Pero el Reino Unido siempre se ha caracterizado por su pragmatismo humanista. No puede haberse perdido eso.
–Espero que no. Pero el concepto de poder policial aquí es mucho más sutil que en la Argentina. Recuerdo que, en junio de 1997, luego de la devolución de Hong Kong a China, hubo gente que se me acercó lamentando que algo terrible iba a suceder. Los chinos habían decretado que las manifestaciones pro democracia requerían permiso policial. Inglaterra siempre ha requerido permiso policial para cualquier reunión callejera de más de veinte personas.
Su crítica está dirigida centralmente contra los gobiernos.
–La responsabilidad del gobierno es preeminente. Y en estos tiempos también lo es la responsabilidad de Estados Unidos. Ellos engendraron, subsidiaron, alentaron y apoyaron sistemas que fueron horrendas dictaduras militares. A EE.UU. le pareció lo correcto. Ahora Washington simula que nada de eso ocurrió. Si se forma un tribunal internacional para juzgar crímenes contra los acuerdos internacionales, EE.UU. tendría que ser un acusado. Pero las potencias del mundo no lo permitirán. Lo mismo pasaría con Gran Bretaña. Y yo no veo que esto cambie. Tenemos una Corte Internacional en La Haya que no logró nada. No hay forma de que EE.UU., o China, por caso, permitan que una Corte los halle culpables.

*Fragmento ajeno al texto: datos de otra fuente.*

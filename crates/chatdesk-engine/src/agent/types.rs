//! Core types for agent management

use std::fmt;
use std::sync::Mutex;

use serde::{Deserialize, Serialize};

/// Agent seniority level
///
/// Seniority drives the per-agent concurrent chat limit through an
/// efficiency multiplier, and drives selection order: the selector walks
/// seniorities junior-first so cheap capacity is consumed before senior
/// capacity.
#[derive(Debug, Clone, Copy, PartialEq, Eq, Hash, Serialize, Deserialize)]
pub enum Seniority {
    /// Entry-level agent
    Junior,
    /// Mid-level agent
    MidLevel,
    /// Senior agent
    Senior,
    /// Team lead, splitting time between chats and supervision
    TeamLead,
}

impl Seniority {
    /// Selection order for the junior-first walk
    pub const WALK_ORDER: [Seniority; 4] = [
        Seniority::Junior,
        Seniority::MidLevel,
        Seniority::Senior,
        Seniority::TeamLead,
    ];

    /// Efficiency multiplier applied to the base capacity
    pub fn multiplier(&self) -> f64 {
        match self {
            Seniority::Junior => 0.4,
            Seniority::MidLevel => 0.6,
            Seniority::Senior => 0.8,
            Seniority::TeamLead => 0.5,
        }
    }

    /// Concurrent chat limit for this seniority: `floor(base * multiplier)`
    ///
    /// ```
    /// use chatdesk_engine::agent::Seniority;
    ///
    /// assert_eq!(Seniority::Junior.max_concurrent(10), 4);
    /// assert_eq!(Seniority::MidLevel.max_concurrent(10), 6);
    /// assert_eq!(Seniority::Senior.max_concurrent(10), 8);
    /// assert_eq!(Seniority::TeamLead.max_concurrent(10), 5);
    /// ```
    pub fn max_concurrent(&self, base_capacity: u32) -> u32 {
        (base_capacity as f64 * self.multiplier()).floor() as u32
    }
}

impl fmt::Display for Seniority {
    fn fmt(&self, f: &mut fmt::Formatter<'_>) -> fmt::Result {
        match self {
            Seniority::Junior => write!(f, "Junior"),
            Seniority::MidLevel => write!(f, "MidLevel"),
            Seniority::Senior => write!(f, "Senior"),
            Seniority::TeamLead => write!(f, "TeamLead"),
        }
    }
}

/// Support team an agent belongs to
#[derive(Debug, Clone, Copy, PartialEq, Eq, Hash, Serialize, Deserialize)]
pub enum Team {
    /// Early-shift team
    TeamA,
    /// Mid-shift team
    TeamB,
    /// Late-shift team
    TeamC,
    /// Office-hours overflow pool
    Overflow,
}

impl Team {
    /// The three regular teams in cross-team rotation order
    pub const ROTATION: [Team; 3] = [Team::TeamA, Team::TeamB, Team::TeamC];
}

impl fmt::Display for Team {
    fn fmt(&self, f: &mut fmt::Formatter<'_>) -> fmt::Result {
        match self {
            Team::TeamA => write!(f, "TeamA"),
            Team::TeamB => write!(f, "TeamB"),
            Team::TeamC => write!(f, "TeamC"),
            Team::Overflow => write!(f, "Overflow"),
        }
    }
}

/// Agent identifier for strongly-typed agent references
#[derive(Debug, Clone, PartialEq, Eq, Hash, PartialOrd, Ord, Serialize, Deserialize)]
pub struct AgentId(pub String);

impl From<String> for AgentId {
    fn from(s: String) -> Self {
        AgentId(s)
    }
}

impl From<&str> for AgentId {
    fn from(s: &str) -> Self {
        AgentId(s.to_string())
    }
}

impl fmt::Display for AgentId {
    fn fmt(&self, f: &mut fmt::Formatter<'_>) -> fmt::Result {
        write!(f, "{}", self.0)
    }
}

impl AsRef<str> for AgentId {
    fn as_ref(&self) -> &str {
        &self.0
    }
}
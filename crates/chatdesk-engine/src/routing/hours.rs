//! Office-hours calendar
//!
//! Answers "is it office hours": Monday through Friday, 09:00–17:00
//! US-Eastern. The Eastern offset is derived from the US daylight-saving
//! rule (second Sunday of March through first Sunday of November); when the
//! rule cannot be evaluated for a date the check falls back to an
//! approximate UTC window of 14:00–22:00.

use chrono::{DateTime, Datelike, FixedOffset, NaiveDate, NaiveTime, Timelike, Utc, Weekday};

/// Office-hours window in local Eastern time
const OFFICE_OPEN: (u32, u32) = (9, 0);
const OFFICE_CLOSE: (u32, u32) = (17, 0);

/// Approximate UTC fallback window when the Eastern offset is unavailable
const FALLBACK_OPEN_UTC: (u32, u32) = (14, 0);
const FALLBACK_CLOSE_UTC: (u32, u32) = (22, 0);

/// Office-hours and US-Eastern clock arithmetic
///
/// ```
/// use chatdesk_engine::routing::BusinessHours;
/// use chrono::{TimeZone, Utc};
///
/// // Wednesday 2025-06-04 15:00 UTC is 11:00 EDT: office hours.
/// let noonish = Utc.with_ymd_and_hms(2025, 6, 4, 15, 0, 0).unwrap();
/// assert!(BusinessHours::is_office_hours(noonish));
///
/// // Saturday is never office hours, whatever the clock says.
/// let saturday = Utc.with_ymd_and_hms(2025, 6, 7, 15, 0, 0).unwrap();
/// assert!(!BusinessHours::is_office_hours(saturday));
/// ```
pub struct BusinessHours;

impl BusinessHours {
    /// Whether the instant falls on Mon–Fri 09:00–17:00 US-Eastern
    pub fn is_office_hours(now: DateTime<Utc>) -> bool {
        match Self::eastern_offset(now) {
            Some(offset) => {
                let eastern = now.with_timezone(&offset);
                Self::is_business_day(eastern.weekday())
                    && within(eastern.time(), OFFICE_OPEN, OFFICE_CLOSE)
            }
            None => {
                Self::is_business_day(now.weekday())
                    && within(now.time(), FALLBACK_OPEN_UTC, FALLBACK_CLOSE_UTC)
            }
        }
    }

    /// Whether the weekday is a business day; ignores clock time
    pub fn is_business_day(weekday: Weekday) -> bool {
        !matches!(weekday, Weekday::Sat | Weekday::Sun)
    }

    /// US-Eastern UTC offset at the given instant: −4h during daylight
    /// saving, −5h otherwise
    ///
    /// Daylight saving runs from 07:00 UTC on the second Sunday of March
    /// (02:00 EST) to 06:00 UTC on the first Sunday of November (02:00
    /// EDT). Returns `None` only if the rule cannot be evaluated for the
    /// year, in which case callers use the UTC fallback window.
    pub fn eastern_offset(now: DateTime<Utc>) -> Option<FixedOffset> {
        let year = now.year();
        let dst_start = NaiveDate::from_weekday_of_month_opt(year, 3, Weekday::Sun, 2)?
            .and_hms_opt(7, 0, 0)?
            .and_utc();
        let dst_end = NaiveDate::from_weekday_of_month_opt(year, 11, Weekday::Sun, 1)?
            .and_hms_opt(6, 0, 0)?
            .and_utc();

        let hours = if now >= dst_start && now < dst_end { -4 } else { -5 };
        FixedOffset::east_opt(hours * 3600)
    }

    /// Minute of day on the US-Eastern clock, falling back to UTC
    ///
    /// Used to evaluate Eastern-anchored shift windows against the same
    /// clock the office-hours check uses.
    pub fn eastern_minute_of_day(now: DateTime<Utc>) -> u32 {
        let local = match Self::eastern_offset(now) {
            Some(offset) => now.with_timezone(&offset).time(),
            None => now.time(),
        };
        local.hour() * 60 + local.minute()
    }
}

fn within(time: NaiveTime, open: (u32, u32), close: (u32, u32)) -> bool {
    let minute = time.hour() * 60 + time.minute();
    minute >= open.0 * 60 + open.1 && minute < close.0 * 60 + close.1
}

#[cfg(test)]
mod tests {
    use super::*;
    use chrono::TimeZone;

    #[test]
    fn summer_offset_is_edt() {
        let july = Utc.with_ymd_and_hms(2025, 7, 15, 12, 0, 0).unwrap();
        let offset = BusinessHours::eastern_offset(july).unwrap();
        assert_eq!(offset.local_minus_utc(), -4 * 3600);
    }

    #[test]
    fn winter_offset_is_est() {
        let january = Utc.with_ymd_and_hms(2025, 1, 15, 12, 0, 0).unwrap();
        let offset = BusinessHours::eastern_offset(january).unwrap();
        assert_eq!(offset.local_minus_utc(), -5 * 3600);
    }

    #[test]
    fn dst_boundaries_2025() {
        // 2025: DST starts March 9, ends November 2.
        let before = Utc.with_ymd_and_hms(2025, 3, 9, 6, 59, 0).unwrap();
        let after = Utc.with_ymd_and_hms(2025, 3, 9, 7, 0, 0).unwrap();
        assert_eq!(BusinessHours::eastern_offset(before).unwrap().local_minus_utc(), -5 * 3600);
        assert_eq!(BusinessHours::eastern_offset(after).unwrap().local_minus_utc(), -4 * 3600);

        let still_dst = Utc.with_ymd_and_hms(2025, 11, 2, 5, 59, 0).unwrap();
        let ended = Utc.with_ymd_and_hms(2025, 11, 2, 6, 0, 0).unwrap();
        assert_eq!(BusinessHours::eastern_offset(still_dst).unwrap().local_minus_utc(), -4 * 3600);
        assert_eq!(BusinessHours::eastern_offset(ended).unwrap().local_minus_utc(), -5 * 3600);
    }

    #[test]
    fn office_hours_edges() {
        // Monday 2025-06-02; EDT (UTC-4), so 09:00 local is 13:00 UTC.
        let just_open = Utc.with_ymd_and_hms(2025, 6, 2, 13, 0, 0).unwrap();
        let just_before = Utc.with_ymd_and_hms(2025, 6, 2, 12, 59, 0).unwrap();
        let just_close = Utc.with_ymd_and_hms(2025, 6, 2, 21, 0, 0).unwrap();
        assert!(BusinessHours::is_office_hours(just_open));
        assert!(!BusinessHours::is_office_hours(just_before));
        assert!(!BusinessHours::is_office_hours(just_close));
    }

    #[test]
    fn weekend_is_closed() {
        let sunday = Utc.with_ymd_and_hms(2025, 6, 1, 15, 0, 0).unwrap();
        assert!(!BusinessHours::is_office_hours(sunday));
        assert!(!BusinessHours::is_business_day(Weekday::Sat));
        assert!(BusinessHours::is_business_day(Weekday::Fri));
    }

    #[test]
    fn eastern_minute_of_day_tracks_offset() {
        // 15:30 UTC in June is 11:30 EDT.
        let june = Utc.with_ymd_and_hms(2025, 6, 4, 15, 30, 0).unwrap();
        assert_eq!(BusinessHours::eastern_minute_of_day(june), 11 * 60 + 30);
    }
}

No serán acusados.
Entonces, ¿adónde enfoca sus esfuerzos?
–Contra la hipocresía. Hay tanto cinismo e hipocresía política en el mundo que hay que llamar la atención sobre eso. Uno de los problemas de la sociedad actual está ejemplificado en una charla que di en Cardiff (Gales) ante unas doscientas personas de la universidad. Un hombre se puso de pie y dijo que estaba de acuerdo con lo que yo decía, pero que él era profesor y no lo podía decir. Admitió que no sería cesanteado, pero “perdería toda oportunidad de ascender si expresara opiniones que se consideran inaceptables”. Hubo consenso en que, si uno ocupaba un puesto académico, había que someterse a la línea del establishment. Mi situación es la de un hombre de suerte. A mí nadie me despide de ningún empleo. Pero veo mucha presión sobre la gente que no se adecua al statu quo.
¿Cómo se siente respecto de la prensa inglesa?
–Es selectiva en lo que decide publicar. Parecería haber un acuerdo tácito en la prensa que la Argentina, por ejemplo, no tiene importancia, excepto durante el Mundial u otra distracción especial. No importa lo que sucede en Turquía. Y Timor Oriental sólo volvió a ser noticia porque la economía de Indonesia estaba en ruinas. Pero Timor fue invadida en 1975. El entonces presidente de EE.UU. Gerald Ford y su secretario de Estado, Henry Kissinger, estaban entonces en Yakarta de visita. Vieron al presidente Suharto, regresaron a Washington y casi de inmediato Indonesia invadió Timor Oriental y mató a 200.000 personas. Ford y Kissinger deben haber sabido lo que estaba por ocurrir. ¿Qué opino de la prensa? ¿Qué opino de Kissinger? La prensa no dice que Kissinger es responsable de asesinato masivo, que es el mismo personaje que recibió el Premio Nobel por el acuerdo israelí-egipcio entre Begin y Sadat. La prensa no lo presenta así.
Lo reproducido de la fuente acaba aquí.